* _Description of the task_
From the entries below, gather each line containing the word "impl".
Exercise inputs Block Start
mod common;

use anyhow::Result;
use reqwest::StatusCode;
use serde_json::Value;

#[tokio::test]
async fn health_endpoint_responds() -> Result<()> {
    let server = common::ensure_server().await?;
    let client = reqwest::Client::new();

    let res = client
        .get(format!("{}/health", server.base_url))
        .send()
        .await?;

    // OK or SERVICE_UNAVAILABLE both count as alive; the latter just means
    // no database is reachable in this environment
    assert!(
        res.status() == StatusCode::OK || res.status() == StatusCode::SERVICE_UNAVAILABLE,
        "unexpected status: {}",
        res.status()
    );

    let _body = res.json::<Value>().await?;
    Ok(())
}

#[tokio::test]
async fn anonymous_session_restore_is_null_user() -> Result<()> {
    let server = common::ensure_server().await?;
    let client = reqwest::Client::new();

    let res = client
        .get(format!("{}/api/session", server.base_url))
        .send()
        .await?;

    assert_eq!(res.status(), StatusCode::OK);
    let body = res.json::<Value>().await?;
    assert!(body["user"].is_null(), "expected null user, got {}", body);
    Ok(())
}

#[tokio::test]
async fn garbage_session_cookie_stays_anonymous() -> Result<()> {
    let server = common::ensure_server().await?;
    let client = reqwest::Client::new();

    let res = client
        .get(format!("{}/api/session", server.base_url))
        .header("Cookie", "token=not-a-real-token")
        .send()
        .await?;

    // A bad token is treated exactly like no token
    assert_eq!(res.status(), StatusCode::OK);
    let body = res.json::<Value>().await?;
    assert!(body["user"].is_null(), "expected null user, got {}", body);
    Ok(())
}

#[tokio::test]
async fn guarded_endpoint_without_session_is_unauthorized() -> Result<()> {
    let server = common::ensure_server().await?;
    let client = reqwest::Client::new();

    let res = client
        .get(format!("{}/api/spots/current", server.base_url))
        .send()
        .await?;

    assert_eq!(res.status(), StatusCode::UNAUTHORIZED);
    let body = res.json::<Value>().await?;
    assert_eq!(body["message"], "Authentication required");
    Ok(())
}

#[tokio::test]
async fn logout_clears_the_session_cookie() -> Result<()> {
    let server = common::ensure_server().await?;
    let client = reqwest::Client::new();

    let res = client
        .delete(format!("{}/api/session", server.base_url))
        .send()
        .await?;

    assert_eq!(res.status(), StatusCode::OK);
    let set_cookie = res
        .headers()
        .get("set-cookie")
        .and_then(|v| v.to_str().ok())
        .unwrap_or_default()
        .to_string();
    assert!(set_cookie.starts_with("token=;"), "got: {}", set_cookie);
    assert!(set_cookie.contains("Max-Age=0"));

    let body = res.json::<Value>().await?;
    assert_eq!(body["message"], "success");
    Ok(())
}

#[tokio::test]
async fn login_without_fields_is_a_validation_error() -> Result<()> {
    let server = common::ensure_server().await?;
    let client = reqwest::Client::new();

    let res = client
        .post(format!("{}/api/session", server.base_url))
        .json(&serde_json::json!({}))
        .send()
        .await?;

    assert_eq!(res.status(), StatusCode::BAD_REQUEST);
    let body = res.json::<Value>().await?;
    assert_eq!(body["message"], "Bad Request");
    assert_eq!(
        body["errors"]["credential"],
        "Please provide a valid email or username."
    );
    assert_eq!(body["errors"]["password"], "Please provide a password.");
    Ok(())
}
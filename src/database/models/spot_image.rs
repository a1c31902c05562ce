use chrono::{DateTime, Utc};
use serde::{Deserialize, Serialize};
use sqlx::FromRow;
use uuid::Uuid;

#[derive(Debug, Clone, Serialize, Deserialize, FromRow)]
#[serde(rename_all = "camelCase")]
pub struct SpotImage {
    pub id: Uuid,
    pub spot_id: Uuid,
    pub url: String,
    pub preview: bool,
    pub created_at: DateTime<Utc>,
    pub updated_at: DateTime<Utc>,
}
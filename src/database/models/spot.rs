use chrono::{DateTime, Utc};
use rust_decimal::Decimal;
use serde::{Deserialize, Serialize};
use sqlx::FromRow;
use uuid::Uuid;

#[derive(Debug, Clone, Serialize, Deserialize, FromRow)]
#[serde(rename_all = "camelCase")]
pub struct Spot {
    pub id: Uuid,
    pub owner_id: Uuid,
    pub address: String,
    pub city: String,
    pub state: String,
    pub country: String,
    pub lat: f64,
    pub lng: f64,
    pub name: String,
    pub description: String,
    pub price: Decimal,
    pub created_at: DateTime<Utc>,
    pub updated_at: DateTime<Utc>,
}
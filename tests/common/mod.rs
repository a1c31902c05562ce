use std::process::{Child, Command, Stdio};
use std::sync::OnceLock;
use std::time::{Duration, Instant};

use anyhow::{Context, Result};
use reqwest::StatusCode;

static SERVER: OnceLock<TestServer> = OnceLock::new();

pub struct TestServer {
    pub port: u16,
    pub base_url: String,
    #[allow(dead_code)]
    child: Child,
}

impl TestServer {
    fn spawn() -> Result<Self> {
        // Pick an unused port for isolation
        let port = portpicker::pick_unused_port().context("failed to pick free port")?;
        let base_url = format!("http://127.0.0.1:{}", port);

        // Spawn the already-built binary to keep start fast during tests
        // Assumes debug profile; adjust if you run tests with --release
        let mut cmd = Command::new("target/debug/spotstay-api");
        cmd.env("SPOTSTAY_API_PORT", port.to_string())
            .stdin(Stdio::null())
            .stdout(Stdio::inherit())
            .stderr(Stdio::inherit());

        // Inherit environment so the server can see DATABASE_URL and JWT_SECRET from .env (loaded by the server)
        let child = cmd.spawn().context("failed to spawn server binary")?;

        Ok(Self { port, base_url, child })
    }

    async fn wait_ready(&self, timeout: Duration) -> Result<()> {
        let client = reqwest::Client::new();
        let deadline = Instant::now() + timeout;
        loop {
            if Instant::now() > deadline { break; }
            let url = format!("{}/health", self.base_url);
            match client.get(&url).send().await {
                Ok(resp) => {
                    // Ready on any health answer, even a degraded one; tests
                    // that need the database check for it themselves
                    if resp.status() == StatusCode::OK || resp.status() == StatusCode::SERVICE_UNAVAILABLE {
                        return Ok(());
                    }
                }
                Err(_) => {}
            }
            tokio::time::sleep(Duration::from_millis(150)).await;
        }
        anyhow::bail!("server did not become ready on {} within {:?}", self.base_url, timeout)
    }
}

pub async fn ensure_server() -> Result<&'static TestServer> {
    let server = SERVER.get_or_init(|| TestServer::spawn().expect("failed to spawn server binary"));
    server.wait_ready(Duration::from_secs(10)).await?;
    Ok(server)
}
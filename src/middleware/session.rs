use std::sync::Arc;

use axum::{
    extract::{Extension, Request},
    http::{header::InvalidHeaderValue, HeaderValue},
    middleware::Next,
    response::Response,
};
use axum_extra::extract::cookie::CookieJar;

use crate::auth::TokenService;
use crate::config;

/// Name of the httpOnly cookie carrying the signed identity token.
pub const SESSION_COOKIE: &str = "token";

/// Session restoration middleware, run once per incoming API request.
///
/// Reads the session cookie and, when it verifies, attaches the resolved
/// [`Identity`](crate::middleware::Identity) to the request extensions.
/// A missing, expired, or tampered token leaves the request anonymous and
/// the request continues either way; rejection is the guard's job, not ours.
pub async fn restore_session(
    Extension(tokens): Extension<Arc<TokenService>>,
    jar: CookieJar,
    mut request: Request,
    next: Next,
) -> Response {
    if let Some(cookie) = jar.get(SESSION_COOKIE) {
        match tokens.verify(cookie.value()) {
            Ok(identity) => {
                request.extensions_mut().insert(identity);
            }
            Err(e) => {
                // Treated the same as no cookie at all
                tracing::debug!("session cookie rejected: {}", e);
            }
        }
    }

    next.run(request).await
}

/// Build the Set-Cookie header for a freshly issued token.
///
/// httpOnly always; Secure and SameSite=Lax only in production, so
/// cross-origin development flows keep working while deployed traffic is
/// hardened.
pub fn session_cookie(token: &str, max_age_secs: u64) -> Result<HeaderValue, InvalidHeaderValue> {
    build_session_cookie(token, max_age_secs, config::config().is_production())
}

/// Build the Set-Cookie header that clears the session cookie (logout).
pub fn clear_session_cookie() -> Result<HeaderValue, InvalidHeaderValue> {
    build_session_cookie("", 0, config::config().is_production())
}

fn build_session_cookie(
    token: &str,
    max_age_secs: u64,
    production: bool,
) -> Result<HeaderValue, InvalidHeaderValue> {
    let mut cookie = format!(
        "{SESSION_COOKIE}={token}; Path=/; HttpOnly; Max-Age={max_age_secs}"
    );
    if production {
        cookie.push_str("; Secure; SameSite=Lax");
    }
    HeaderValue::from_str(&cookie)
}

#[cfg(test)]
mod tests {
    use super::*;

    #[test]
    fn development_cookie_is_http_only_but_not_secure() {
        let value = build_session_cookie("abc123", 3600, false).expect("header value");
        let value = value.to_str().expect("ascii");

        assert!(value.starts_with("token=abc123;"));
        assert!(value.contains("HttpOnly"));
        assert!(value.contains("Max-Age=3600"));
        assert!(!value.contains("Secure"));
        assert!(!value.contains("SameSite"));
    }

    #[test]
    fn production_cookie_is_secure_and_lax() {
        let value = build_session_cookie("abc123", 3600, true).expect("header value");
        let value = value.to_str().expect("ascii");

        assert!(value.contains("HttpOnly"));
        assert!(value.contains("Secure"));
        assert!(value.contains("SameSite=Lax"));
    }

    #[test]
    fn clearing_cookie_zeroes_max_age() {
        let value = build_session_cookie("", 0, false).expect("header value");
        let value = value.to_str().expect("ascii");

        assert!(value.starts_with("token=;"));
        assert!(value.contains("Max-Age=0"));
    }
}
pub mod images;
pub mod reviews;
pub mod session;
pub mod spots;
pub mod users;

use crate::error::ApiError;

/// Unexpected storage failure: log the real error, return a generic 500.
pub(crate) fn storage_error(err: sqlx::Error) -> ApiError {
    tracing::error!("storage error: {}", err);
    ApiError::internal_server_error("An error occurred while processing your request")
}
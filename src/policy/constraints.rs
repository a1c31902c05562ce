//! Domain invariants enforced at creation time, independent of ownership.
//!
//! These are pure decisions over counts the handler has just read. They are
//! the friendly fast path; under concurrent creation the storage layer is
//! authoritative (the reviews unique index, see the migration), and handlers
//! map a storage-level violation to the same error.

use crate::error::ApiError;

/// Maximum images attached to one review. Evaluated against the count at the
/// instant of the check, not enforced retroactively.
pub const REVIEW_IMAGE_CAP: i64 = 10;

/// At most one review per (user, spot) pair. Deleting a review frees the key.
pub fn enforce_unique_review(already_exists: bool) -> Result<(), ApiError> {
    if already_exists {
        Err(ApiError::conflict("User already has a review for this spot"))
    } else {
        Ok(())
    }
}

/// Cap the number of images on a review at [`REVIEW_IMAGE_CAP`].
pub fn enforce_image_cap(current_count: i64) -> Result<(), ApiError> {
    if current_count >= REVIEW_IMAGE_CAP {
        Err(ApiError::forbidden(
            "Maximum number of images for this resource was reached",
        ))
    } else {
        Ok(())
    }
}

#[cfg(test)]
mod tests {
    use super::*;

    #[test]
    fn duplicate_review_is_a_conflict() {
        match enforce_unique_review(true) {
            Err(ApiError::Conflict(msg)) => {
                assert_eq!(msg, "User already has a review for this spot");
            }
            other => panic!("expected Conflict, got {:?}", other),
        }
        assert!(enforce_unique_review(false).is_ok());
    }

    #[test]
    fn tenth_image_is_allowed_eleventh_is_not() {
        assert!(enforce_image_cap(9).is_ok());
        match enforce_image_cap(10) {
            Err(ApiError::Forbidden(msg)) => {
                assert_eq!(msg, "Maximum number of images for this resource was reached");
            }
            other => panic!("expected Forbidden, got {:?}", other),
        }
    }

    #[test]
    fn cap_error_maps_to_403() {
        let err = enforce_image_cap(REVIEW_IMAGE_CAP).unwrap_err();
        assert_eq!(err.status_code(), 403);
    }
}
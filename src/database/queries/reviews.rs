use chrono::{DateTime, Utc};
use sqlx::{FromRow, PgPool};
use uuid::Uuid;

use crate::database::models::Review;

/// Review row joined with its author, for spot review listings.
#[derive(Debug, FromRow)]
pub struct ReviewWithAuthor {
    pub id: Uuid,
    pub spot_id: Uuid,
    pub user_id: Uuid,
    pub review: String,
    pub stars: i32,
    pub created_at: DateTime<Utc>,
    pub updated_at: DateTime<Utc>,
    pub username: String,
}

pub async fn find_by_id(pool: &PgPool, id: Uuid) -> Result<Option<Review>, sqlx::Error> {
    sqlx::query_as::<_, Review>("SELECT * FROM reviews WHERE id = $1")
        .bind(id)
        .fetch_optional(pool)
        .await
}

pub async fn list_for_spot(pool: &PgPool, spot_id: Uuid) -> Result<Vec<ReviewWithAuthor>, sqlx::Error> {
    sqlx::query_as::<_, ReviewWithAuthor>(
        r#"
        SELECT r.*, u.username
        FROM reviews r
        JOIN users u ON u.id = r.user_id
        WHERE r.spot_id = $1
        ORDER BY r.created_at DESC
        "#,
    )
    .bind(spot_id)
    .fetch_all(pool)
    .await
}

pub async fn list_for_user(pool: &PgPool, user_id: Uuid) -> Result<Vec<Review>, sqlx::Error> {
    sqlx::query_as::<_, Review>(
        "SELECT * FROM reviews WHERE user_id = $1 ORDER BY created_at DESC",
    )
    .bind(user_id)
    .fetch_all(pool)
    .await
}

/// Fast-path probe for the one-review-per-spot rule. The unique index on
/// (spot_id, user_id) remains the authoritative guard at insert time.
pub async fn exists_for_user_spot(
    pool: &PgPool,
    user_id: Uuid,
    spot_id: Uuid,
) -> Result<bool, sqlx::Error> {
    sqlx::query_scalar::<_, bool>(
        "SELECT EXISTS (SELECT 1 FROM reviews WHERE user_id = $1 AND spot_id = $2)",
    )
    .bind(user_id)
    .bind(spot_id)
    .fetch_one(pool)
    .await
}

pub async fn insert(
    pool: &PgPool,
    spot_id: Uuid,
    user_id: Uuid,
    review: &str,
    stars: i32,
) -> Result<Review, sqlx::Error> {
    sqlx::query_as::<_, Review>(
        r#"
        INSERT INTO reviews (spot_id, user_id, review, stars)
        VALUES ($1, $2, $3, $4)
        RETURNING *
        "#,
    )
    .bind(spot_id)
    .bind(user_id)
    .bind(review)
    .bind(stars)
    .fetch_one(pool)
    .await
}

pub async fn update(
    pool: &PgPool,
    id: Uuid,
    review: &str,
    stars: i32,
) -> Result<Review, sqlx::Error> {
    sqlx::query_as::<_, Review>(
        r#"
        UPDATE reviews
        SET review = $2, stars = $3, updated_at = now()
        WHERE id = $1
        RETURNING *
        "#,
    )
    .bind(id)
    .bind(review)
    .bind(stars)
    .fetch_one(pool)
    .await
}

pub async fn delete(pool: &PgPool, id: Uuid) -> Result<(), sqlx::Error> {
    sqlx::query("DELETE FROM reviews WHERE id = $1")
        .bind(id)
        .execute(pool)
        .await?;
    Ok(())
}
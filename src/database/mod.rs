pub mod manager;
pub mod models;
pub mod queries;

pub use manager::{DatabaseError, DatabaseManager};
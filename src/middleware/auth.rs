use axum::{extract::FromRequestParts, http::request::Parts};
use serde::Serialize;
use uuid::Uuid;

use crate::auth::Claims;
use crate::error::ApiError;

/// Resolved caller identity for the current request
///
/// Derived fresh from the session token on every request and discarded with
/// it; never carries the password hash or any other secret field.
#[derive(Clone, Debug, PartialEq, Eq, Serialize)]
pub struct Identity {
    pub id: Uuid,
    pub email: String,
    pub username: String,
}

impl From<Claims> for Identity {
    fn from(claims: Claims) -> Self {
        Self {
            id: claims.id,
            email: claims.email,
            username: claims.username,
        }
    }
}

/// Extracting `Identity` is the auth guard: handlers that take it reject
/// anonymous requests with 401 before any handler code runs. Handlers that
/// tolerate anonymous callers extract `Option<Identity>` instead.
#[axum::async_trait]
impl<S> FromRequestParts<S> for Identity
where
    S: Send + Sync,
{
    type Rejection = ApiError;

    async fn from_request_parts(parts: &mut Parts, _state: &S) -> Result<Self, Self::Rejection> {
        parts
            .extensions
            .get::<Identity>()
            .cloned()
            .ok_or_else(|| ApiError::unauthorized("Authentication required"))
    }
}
Exercise inputs Block End
* _Expected answer_
impl TestServer {
impl From<Claims> for Identity {
impl<S> FromRequestParts<S> for Identity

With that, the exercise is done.